Except not yet.  At the moment quantum computers are pretty puny and only have a few qubits each.  A quantum computer with 4 qubits might be able to tell you what the divisors of 15 are, but it couldn't go any higher without needing more qubits.  And the problem that is making it difficult to build bigger, better, quantum computers is decoherence.

Before describing decoherence, let's look at how a quantum computer works.  In the following diagram points on the paper represent orthoganal states of the system.  But because I fully believe in The Universal Wavefunction, these states are not just states of the quantum computer - they are states of the entire universe.  (And why not?  Nothing in the physics actually tells us that the laws of quantum mechanics only applies to the very small!)  The state $\lvert s \rangle$ represents the start of computation, e.g. you've just loaded the question "what numbers divide 621405631250025693248096949484035695232".  The state $\lvert \checkmark \rangle$ represents a state of the universe in which computation has completed and is showing a correct answer to the question.  (Imagine a scientist in a white coat staring at a printout and smiling!)  The states $\lvert \times \rangle$ represent various states of the universe in which computation has completed but produced incorrect results. (Scientists are staring at the printouts and frowning.)



There are multiple paths from $\lvert s \rangle$ to $\lvert \checkmark \rangle$ represented by dotted lines.  These represent multiple different possible evolutions of the internal state of the machine.  Essentially, the machine guesses the solution infinitely many times and checks whether the guess is correct.
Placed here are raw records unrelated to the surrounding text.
//! The per-asset state machine: cache check, then ordered source fallback.

use std::time::Instant;

use bytes::Bytes;
use tokio_util::sync::CancellationToken;
use tracing::{debug, error, info, warn};

use ferry_protocol::ClearScope;

use super::status::{ActiveGuard, AttemptOutcome, LoadAttempt, LoadState, LoadedAsset};
use super::Orchestrator;
use crate::cache::class_for;
use crate::config::{AssetDescriptor, AssetKind, SourceCandidate};
use crate::error::{ConfigError, IntegrityError, LoadError, LoadResult, NetworkErrorKind};
use crate::integrity::{SourceLocation, ValidatedSource};
use crate::progress::{Phase, ProgressAggregator};
use crate::resolver::ProbeOutcome;

/// Cache key for a remote source: its absolute URL.
fn cache_key(source: &ValidatedSource) -> Option<String> {
    match &source.location {
        SourceLocation::Remote(url) => Some(url.to_string()),
        SourceLocation::Local(_) => None,
    }
}

impl Orchestrator {
    /// One `ensure_loaded` session as its flight leader: runtime first for models,
    /// then the asset itself.
    pub(super) async fn run_session(&self, asset: &AssetDescriptor) -> LoadResult<LoadedAsset> {
        let cancel = self.cancel_token();
        let phases = self.config.session_phases(asset.kind);
        let first_phase = phases.first().map(|p| p.phase).unwrap_or(Phase::Model);
        let mut progress =
            ProgressAggregator::new(&asset.key, phases, self.config.progress_min_interval())
                .with_sink(self.progress_tx.clone());
        progress.report(first_phase, 0.0, "Checking cache");

        let result = match asset.kind {
            AssetKind::Runtime => self.run_chain(asset, &mut progress, &cancel).await,
            AssetKind::Model => self.run_model(asset, &mut progress, &cancel).await,
        };
        match &result {
            Ok(loaded) => {
                progress.complete("Ready");
                info!(
                    target: "ferry::loader",
                    asset = %asset.key,
                    tier = loaded.tier.as_str(),
                    from_cache = loaded.from_cache,
                    "asset ready"
                );
            }
            Err(err) => {
                error!(target: "ferry::loader", asset = %asset.key, kind = err.kind().as_str(), "load failed: {err}");
            }
        }
        result
    }

    async fn run_model(
        &self,
        asset: &AssetDescriptor,
        progress: &mut ProgressAggregator,
        cancel: &CancellationToken,
    ) -> LoadResult<LoadedAsset> {
        let runtime = self.config.runtime_asset().ok_or_else(|| {
            ConfigError::Invalid(format!("model `{}` needs a runtime asset", asset.key))
        })?;
        self.flight(&runtime.key, || self.run_chain(runtime, &mut *progress, cancel))
            .await?;
        progress.report(Phase::Runtime, 100.0, "Runtime ready");
        self.run_chain(asset, progress, cancel).await
    }

    /// Stand the smallest other model variant in for `asset` after its own chain
    /// failed with `attempts` failures. The substitute never substitutes again.
    pub(super) async fn substitute(
        &self,
        asset: &AssetDescriptor,
        attempts: usize,
    ) -> LoadResult<LoadedAsset> {
        let Some(alternative) = self.config.smallest_model_excluding(&asset.key) else {
            return Err(LoadError::AggregateSourceFailure {
                asset: asset.key.clone(),
                attempts,
                substitute: None,
            });
        };
        warn!(
            target: "ferry::loader",
            asset = %asset.key,
            substitute = %alternative.key,
            "all sources exhausted; substituting the smallest model variant"
        );
        let substituted = self
            .flight(&alternative.key, || self.run_session(alternative))
            .await;
        match substituted {
            Ok(mut loaded) => {
                loaded.substituted_for = Some(asset.key.clone());
                Ok(loaded)
            }
            Err(LoadError::AggregateSourceFailure {
                attempts: more, ..
            }) => Err(LoadError::AggregateSourceFailure {
                asset: asset.key.clone(),
                attempts: attempts + more,
                substitute: Some(alternative.key.clone()),
            }),
            Err(err) => Err(err),
        }
    }

    /// Cache check, then every candidate in order until one yields verified bytes.
    pub(super) async fn run_chain(
        &self,
        asset: &AssetDescriptor,
        progress: &mut ProgressAggregator,
        cancel: &CancellationToken,
    ) -> LoadResult<LoadedAsset> {
        let phase = Phase::from(asset.kind);
        if let Some(done) = self.loaded_marker(&asset.key) {
            progress.report(phase, 100.0, &format!("{} already loaded", asset.filename));
            return Ok(done);
        }
        let bypass_cache = self.bypass_cache.lock().remove(&asset.key);
        let tracker = ActiveGuard::enter(&self.active, &asset.key);

        let candidates = self.resolver.resolve_candidates(asset);
        let assessed: Vec<Result<ValidatedSource, IntegrityError>> =
            candidates.iter().map(|c| self.validator.assess(c)).collect();

        if !bypass_cache {
            if let Some(hit) = self.cache_pass(asset, &assessed, cancel).await {
                progress.report(phase, 100.0, &format!("{} restored from cache", asset.filename));
                self.mark_loaded(&hit);
                tracker.set(LoadState::Ready);
                return Ok(hit);
            }
        } else {
            debug!(target: "ferry::loader", asset = %asset.key, "cache bypassed after invalidation");
        }

        let mut failures = 0usize;
        for (index, (candidate, assessed)) in candidates.iter().zip(assessed).enumerate() {
            if cancel.is_cancelled() {
                return Err(LoadError::aborted(&candidate.url));
            }
            let started = Instant::now();
            let source = match assessed {
                Ok(source) => source,
                Err(err) => {
                    failures += 1;
                    self.record_failure(asset, candidate, started, &LoadError::from(err));
                    continue;
                }
            };
            if source.is_remote() && self.config.loader.probe_before_fetch {
                let err = match self.resolver.probe(&source).await {
                    ProbeOutcome::Available => None,
                    ProbeOutcome::Status(status) => Some(LoadError::Http {
                        status,
                        url: candidate.url.clone(),
                    }),
                    ProbeOutcome::Unreachable => Some(LoadError::network(
                        NetworkErrorKind::Connect,
                        candidate.url.clone(),
                        "source unreachable (probe failed)",
                    )),
                };
                if let Some(err) = err {
                    failures += 1;
                    self.record_failure(asset, candidate, started, &err);
                    continue;
                }
            }

            tracker.set(LoadState::FetchingSource {
                index,
                tier: candidate.tier,
            });
            let message = format!("Downloading {} ({})", asset.filename, candidate.tier.as_str());
            progress.report(phase, 0.0, &message);
            let deadline = self.config.deadline_for(asset, candidate.tier);
            let fetched = self
                .downloader
                .fetch(&source, deadline, cancel, |chunk| {
                    progress.report(phase, chunk.percent(), &message);
                })
                .await;
            let verified = fetched.and_then(|bytes| {
                tracker.set(LoadState::Validating { index });
                self.downloader
                    .verify(&source, asset.expected_size_bytes, &bytes)
                    .map(|()| bytes)
            });

            match verified {
                Ok(bytes) => {
                    self.record(asset, candidate, started, None);
                    if let Some(key) = cache_key(&source) {
                        tracker.set(LoadState::Storing);
                        self.store_in_cache(asset, &key, bytes.clone(), cancel).await;
                    }
                    let loaded = LoadedAsset {
                        key: asset.key.clone(),
                        kind: asset.kind,
                        bytes,
                        source_url: source.display_location(),
                        tier: candidate.tier,
                        from_cache: false,
                        substituted_for: None,
                    };
                    self.mark_loaded(&loaded);
                    tracker.set(LoadState::Ready);
                    progress.report(phase, 100.0, &format!("{} ready", asset.filename));
                    return Ok(loaded);
                }
                Err(err) if err.is_aborted() => {
                    self.record(asset, candidate, started, Some(&err));
                    return Err(err);
                }
                Err(err) => {
                    failures += 1;
                    tracker.set(LoadState::Failed);
                    self.record_failure(asset, candidate, started, &err);
                    if source.is_remote() {
                        match err {
                            LoadError::Http { status, .. } => {
                                self.resolver
                                    .remember(source.url(), ProbeOutcome::Status(status))
                                    .await
                            }
                            _ => self.resolver.mark_unavailable(source.url()).await,
                        }
                    }
                }
            }
        }
        tracker.set(LoadState::Failed);
        Err(LoadError::AggregateSourceFailure {
            asset: asset.key.clone(),
            attempts: failures,
            substitute: None,
        })
    }

    /// Look up every admitted remote candidate. A hit that fails verification is
    /// evicted and treated as a miss; coordinator errors end the pass as a miss.
    async fn cache_pass(
        &self,
        asset: &AssetDescriptor,
        assessed: &[Result<ValidatedSource, IntegrityError>],
        cancel: &CancellationToken,
    ) -> Option<LoadedAsset> {
        let cache = self.cache.as_ref()?;
        for source in assessed.iter().filter_map(|r| r.as_ref().ok()) {
            let Some(key) = cache_key(source) else {
                continue;
            };
            let lookup = tokio::select! {
                _ = cancel.cancelled() => return None,
                res = cache.lookup(&key) => res,
            };
            match lookup {
                Ok(Some(hit)) => {
                    match self
                        .downloader
                        .verify(source, asset.expected_size_bytes, &hit.bytes)
                    {
                        Ok(()) => {
                            info!(target: "ferry::cache", asset = %asset.key, url = %key, "cache hit");
                            return Some(LoadedAsset {
                                key: asset.key.clone(),
                                kind: asset.kind,
                                bytes: hit.bytes,
                                source_url: key,
                                tier: source.candidate.tier,
                                from_cache: true,
                                substituted_for: None,
                            });
                        }
                        Err(err) => {
                            warn!(target: "ferry::cache", asset = %asset.key, url = %key, "cached copy rejected: {err}");
                            if let Err(err) = cache.clear(ClearScope::Url(key)).await {
                                warn!(target: "ferry::cache", "evicting rejected entry failed: {err}");
                            }
                        }
                    }
                }
                Ok(None) => {}
                Err(err) => {
                    warn!(target: "ferry::cache", asset = %asset.key, "cache lookup failed, treating as miss: {err}");
                    return None;
                }
            }
        }
        None
    }

    async fn store_in_cache(
        &self,
        asset: &AssetDescriptor,
        key: &str,
        bytes: Bytes,
        cancel: &CancellationToken,
    ) {
        let Some(cache) = &self.cache else {
            return;
        };
        let stored = tokio::select! {
            _ = cancel.cancelled() => return,
            res = cache.store(key, bytes, class_for(asset.kind)) => res,
        };
        match stored {
            Ok(()) => debug!(target: "ferry::cache", asset = %asset.key, url = key, "stored in cache"),
            Err(err) => warn!(target: "ferry::cache", asset = %asset.key, url = key, "cache store failed: {err}"),
        }
    }

    fn mark_loaded(&self, loaded: &LoadedAsset) {
        self.loaded
            .write()
            .insert(loaded.key.clone(), loaded.clone());
    }

    fn record_failure(
        &self,
        asset: &AssetDescriptor,
        candidate: &SourceCandidate,
        started: Instant,
        err: &LoadError,
    ) {
        warn!(
            target: "ferry::loader",
            asset = %asset.key,
            url = %candidate.url,
            tier = candidate.tier.as_str(),
            kind = err.kind().as_str(),
            "source failed: {err}"
        );
        self.record(asset, candidate, started, Some(err));
    }

    fn record(
        &self,
        asset: &AssetDescriptor,
        candidate: &SourceCandidate,
        started: Instant,
        err: Option<&LoadError>,
    ) {
        let attempt = LoadAttempt {
            asset_key: asset.key.clone(),
            url: candidate.url.clone(),
            tier: candidate.tier,
            outcome: if err.is_some() {
                AttemptOutcome::Failure
            } else {
                AttemptOutcome::Success
            },
            error_kind: err.map(LoadError::kind),
            message: err.map(ToString::to_string),
            at_ms: started.saturating_duration_since(self.started).as_millis() as u64,
            elapsed_ms: started.elapsed().as_millis() as u64,
        };
        self.attempts.lock().push(attempt);
    }
}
Each one of those dotted lines represents a single guess.  Now, according to Feynman in his book QED: The Strange Theory of Light and Matter whenever you have two states the probability for one to evolve into the other is given by the square of the length of a complex number called the probability amplitude. And this probability amplitude is the sum of multiple probability amplitudes - one for each possible path between the two states.  The way our machine works is that it checks its guess and if it's correct it makes sure the phase of that particular path is some fixed value, say zero.  So the probability amplitudes for paths leading to $\lvert \checkmark \rangle$ all have the same phase and therefore interfere constructively!  On the other hand, if the guess is wrong the machine makes sure the phase for the path is random.  This means that the paths to $\lvert \times \rangle$ (shown in the diagram below) all interfere destructively, leading to a very low resultant probability amplitude for going from $\lvert s \rangle$ to $\lvert \times \rangle$.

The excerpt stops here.